Luis N. González Alonso, director del Centro Europe Direct

 

En circunstancias normales, este 9 de mayo habría sido el de la inauguración oficial –probablemente en la hermosa ciudad croata de Dubrovnik- de la “Conferencia ciudadana sobre el futuro de Europa”, un ambicioso proceso de participación pública que debería prolongarse durante casi dos años con el objetivo de contribuir a definir el nuevo horizonte del proyecto europeo tras una etapa, marcada por crisis de todo tipo, que ya creíamos superada. Qué mejor momento para ello que el de este septuagésimo aniversario de la Declaración Schuman, aquella propuesta visionaria que en la primavera de 1950 sentó las bases de la integración europea al tiempo que sellaba definitivamente la reconciliación entre Francia y Alemania. Por eso lo recordamos cada año conmemorando en esta fecha el Día de Europa.

 

           Lamentablemente, sin embargo, el panorama es otro y nos enfrentamos a una situación inaudita, que nadie podía imaginar hace tan solo unas pocas semanas y que, todo parece indicar, va a dejar una huella muy profunda en Europa. A medida que vamos conteniendo la dramática crisis sanitaria que está afectando especialmente a algunos Estados miembros de la Unión, esa idea de la “nueva normalidad” que se avecina nos genera una enorme incertidumbre sobre el futuro, aunque desde luego no tanta como la perspectiva de tener que hacer frente también y de manera inmediata a un shock económico de proporciones desconocidas en varias generaciones.

 

         Es comprensible que en este contexto los ciudadanos nos volvamos hacia a la UE en busca de protección; las propias instituciones europeas han reforzado esa expectativa en los últimos años al evocar reiteradamente, con unos u otros matices, la imagen de una “Europa que protege”, que aspira a proteger incluso nuestro “modo de vida” como europeos, aunque la corrección política aconsejara finalmente desterrar ese verbo y sustituirlo por el de “promover” en la denominación del mandato asignado a uno de los vicepresidentes de la nueva Comisión Europea (Promoting our European way of life).

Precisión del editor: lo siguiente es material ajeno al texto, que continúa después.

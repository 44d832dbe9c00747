// Copyright (C) 2026 Fred Clausen
// Use of this source code is governed by an MIT-style
// license that can be found in the LICENSE file or at
// https://opensource.org/licenses/MIT.

//! API handler functions for board mutations and read-only queries.
//!
//! Mutation handlers take the current board state by reference and
//! return the new state alongside the response. The store write happens
//! first; local state is only reconciled from what the store returned.
//! A failed operation therefore provably leaves the caller's state
//! untouched.

use crewboard::{AssembleRequest, BoardState, RangeConfig, assemble};
use crewboard_domain::{Job, RawDateInput, ScheduledDate, ScheduledJob, parse_day};
use crewboard_store::{ScheduleStore, StoreError};
use tracing::error;

use crate::confirm::ConfirmationGate;
use crate::error::{ApiError, translate_core_error, translate_domain_error};
use crate::request_response::{
    DateRangeRequest, DeleteScheduledJobRequest, DeleteScheduledJobResponse, ListActiveJobsResponse,
    LoadBoardResponse, ScheduleJobRequest, ScheduleJobResponse, UpdateScheduleRequest,
    UpdateScheduleResponse,
};

/// The result of a board mutation: the response plus the reconciled
/// board state.
#[derive(Debug, Clone, PartialEq)]
pub struct ApiResult<T> {
    /// The API response.
    pub response: T,
    /// The board state after the operation.
    pub new_state: BoardState,
}

/// Loads the full board from the store.
///
/// # Arguments
///
/// * `store` - The schedule store to query
///
/// # Errors
///
/// Returns an error if the store cannot be reached or a record fails
/// to decode.
pub async fn load_board<S: ScheduleStore>(
    store: &S,
) -> Result<ApiResult<LoadBoardResponse>, ApiError> {
    let scheduled_jobs: Vec<ScheduledJob> = store
        .list_scheduled_jobs(None)
        .await
        .map_err(store_failure)?;

    Ok(ApiResult {
        response: LoadBoardResponse {
            scheduled_jobs: scheduled_jobs.clone(),
        },
        new_state: BoardState::from_scheduled_jobs(scheduled_jobs),
    })
}

/// Places a job on the schedule.
///
/// Assembles the full date list from the request, writes it to the
/// store, and reconciles the returned aggregate into the board state.
/// If the job already has a schedule, the store replaces it wholesale.
///
/// # Arguments
///
/// * `state` - The current board state
/// * `store` - The schedule store
/// * `request` - The scheduling request
///
/// # Errors
///
/// Returns an error if the submission is invalid, the job is unknown,
/// or the store cannot be reached. On error the caller's state is
/// unchanged.
pub async fn schedule_job<S: ScheduleStore>(
    state: &BoardState,
    store: &S,
    request: ScheduleJobRequest,
) -> Result<ApiResult<ScheduleJobResponse>, ApiError> {
    let dates: Vec<ScheduledDate> = assemble_submission(
        request.job_id,
        request.template,
        request.explicit_dates,
        request.range.as_ref(),
    )?;

    let stored: ScheduledJob = store
        .create_scheduled_job(request.job_id, dates)
        .await
        .map_err(store_failure)?;

    let mut new_state: BoardState = state.clone();
    new_state.upsert(stored.clone());

    Ok(ApiResult {
        response: ScheduleJobResponse {
            message: format!("Scheduled job '{}'", stored.job().name),
            scheduled_job: stored,
        },
        new_state,
    })
}

/// Replaces the dates of an existing scheduled job.
///
/// # Arguments
///
/// * `state` - The current board state
/// * `store` - The schedule store
/// * `request` - The update request
///
/// # Errors
///
/// Returns an error if the record is not on the board, the submission
/// is invalid, or the store cannot be reached. On error the caller's
/// state is unchanged.
pub async fn update_schedule<S: ScheduleStore>(
    state: &BoardState,
    store: &S,
    request: UpdateScheduleRequest,
) -> Result<ApiResult<UpdateScheduleResponse>, ApiError> {
    let existing: &ScheduledJob =
        state
            .find(request.scheduled_job_id)
            .ok_or_else(|| ApiError::ResourceNotFound {
                resource_type: String::from("Scheduled job"),
                message: format!("No scheduled job with id {}", request.scheduled_job_id),
            })?;

    let dates: Vec<ScheduledDate> = assemble_submission(
        existing.job_id(),
        request.template,
        request.explicit_dates,
        request.range.as_ref(),
    )?;

    let stored: ScheduledJob = store
        .update_scheduled_job(request.scheduled_job_id, dates)
        .await
        .map_err(store_failure)?;

    let mut new_state: BoardState = state.clone();
    new_state.upsert(stored.clone());

    Ok(ApiResult {
        response: UpdateScheduleResponse {
            message: format!("Updated schedule for job '{}'", stored.job().name),
            scheduled_job: stored,
        },
        new_state,
    })
}

/// Removes a job from the schedule, subject to confirmation.
///
/// If the gate declines, nothing is written and the returned state is
/// the caller's state unchanged.
///
/// # Arguments
///
/// * `state` - The current board state
/// * `store` - The schedule store
/// * `request` - The delete request
/// * `gate` - The confirmation gate for this destructive operation
///
/// # Errors
///
/// Returns an error if the record does not exist or the store cannot
/// be reached. On error the caller's state is unchanged.
pub async fn delete_scheduled_job<S: ScheduleStore, G: ConfirmationGate>(
    state: &BoardState,
    store: &S,
    request: DeleteScheduledJobRequest,
    gate: &G,
) -> Result<ApiResult<DeleteScheduledJobResponse>, ApiError> {
    let description: String = match state.find(request.scheduled_job_id) {
        Some(existing) => format!(
            "Remove job '{}' and all {} of its scheduled dates",
            existing.job().name,
            existing.dates().len()
        ),
        None => format!(
            "Remove scheduled job {} from the board",
            request.scheduled_job_id
        ),
    };

    if !gate.confirm(&description) {
        return Ok(ApiResult {
            response: DeleteScheduledJobResponse {
                deleted: false,
                message: String::from("Deletion cancelled"),
            },
            new_state: state.clone(),
        });
    }

    store
        .delete_scheduled_job(request.scheduled_job_id)
        .await
        .map_err(store_failure)?;

    let mut new_state: BoardState = state.clone();
    new_state.remove(request.scheduled_job_id);

    Ok(ApiResult {
        response: DeleteScheduledJobResponse {
            deleted: true,
            message: format!("Deleted scheduled job {}", request.scheduled_job_id),
        },
        new_state,
    })
}

/// Lists the jobs eligible for scheduling.
///
/// # Arguments
///
/// * `store` - The schedule store to query
///
/// # Errors
///
/// Returns an error if the store cannot be reached.
pub async fn list_active_jobs<S: ScheduleStore>(
    store: &S,
) -> Result<ListActiveJobsResponse, ApiError> {
    let jobs: Vec<Job> = store.list_active_jobs().await.map_err(store_failure)?;
    Ok(ListActiveJobsResponse { jobs })
}

fn assemble_submission(
    job_id: i64,
    template: RawDateInput,
    explicit_dates: Option<Vec<RawDateInput>>,
    range: Option<&DateRangeRequest>,
) -> Result<Vec<ScheduledDate>, ApiError> {
    let range: Option<RangeConfig> = range.map(parse_range).transpose()?;
    let request: AssembleRequest = AssembleRequest {
        job_id,
        template,
        explicit_dates,
        range,
    };
    assemble(&request).map_err(translate_core_error)
}

fn parse_range(range: &DateRangeRequest) -> Result<RangeConfig, ApiError> {
    Ok(RangeConfig {
        start: parse_day(&range.start_date).map_err(translate_domain_error)?,
        end: parse_day(&range.end_date).map_err(translate_domain_error)?,
        include_saturday: range.include_saturday,
        include_sunday: range.include_sunday,
    })
}

fn store_failure(err: StoreError) -> ApiError {
    if let StoreError::Unreachable(message) = &err {
        error!(%message, "schedule store unreachable");
    }
    err.into()
}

Lo que quizá no solemos tener tan presente, entre otras razones porque los responsables de nuestros gobiernos nacionales casi nunca son claros al respecto, es que por su propia naturaleza la Unión tiende a suscitar siempre más expectativas de las que cabalmente puede satisfacer con las capacidades reales de las que dispone –el célebre “capability-expectations gap” acuñado en su día por Chistopher Hill refiriéndose a la política exterior-, y que además su principal cualidad no es precisamente “el regate en corto” o la reacción inmediata, sino la definición de respuestas comunes basadas en el acuerdo entre diferentes.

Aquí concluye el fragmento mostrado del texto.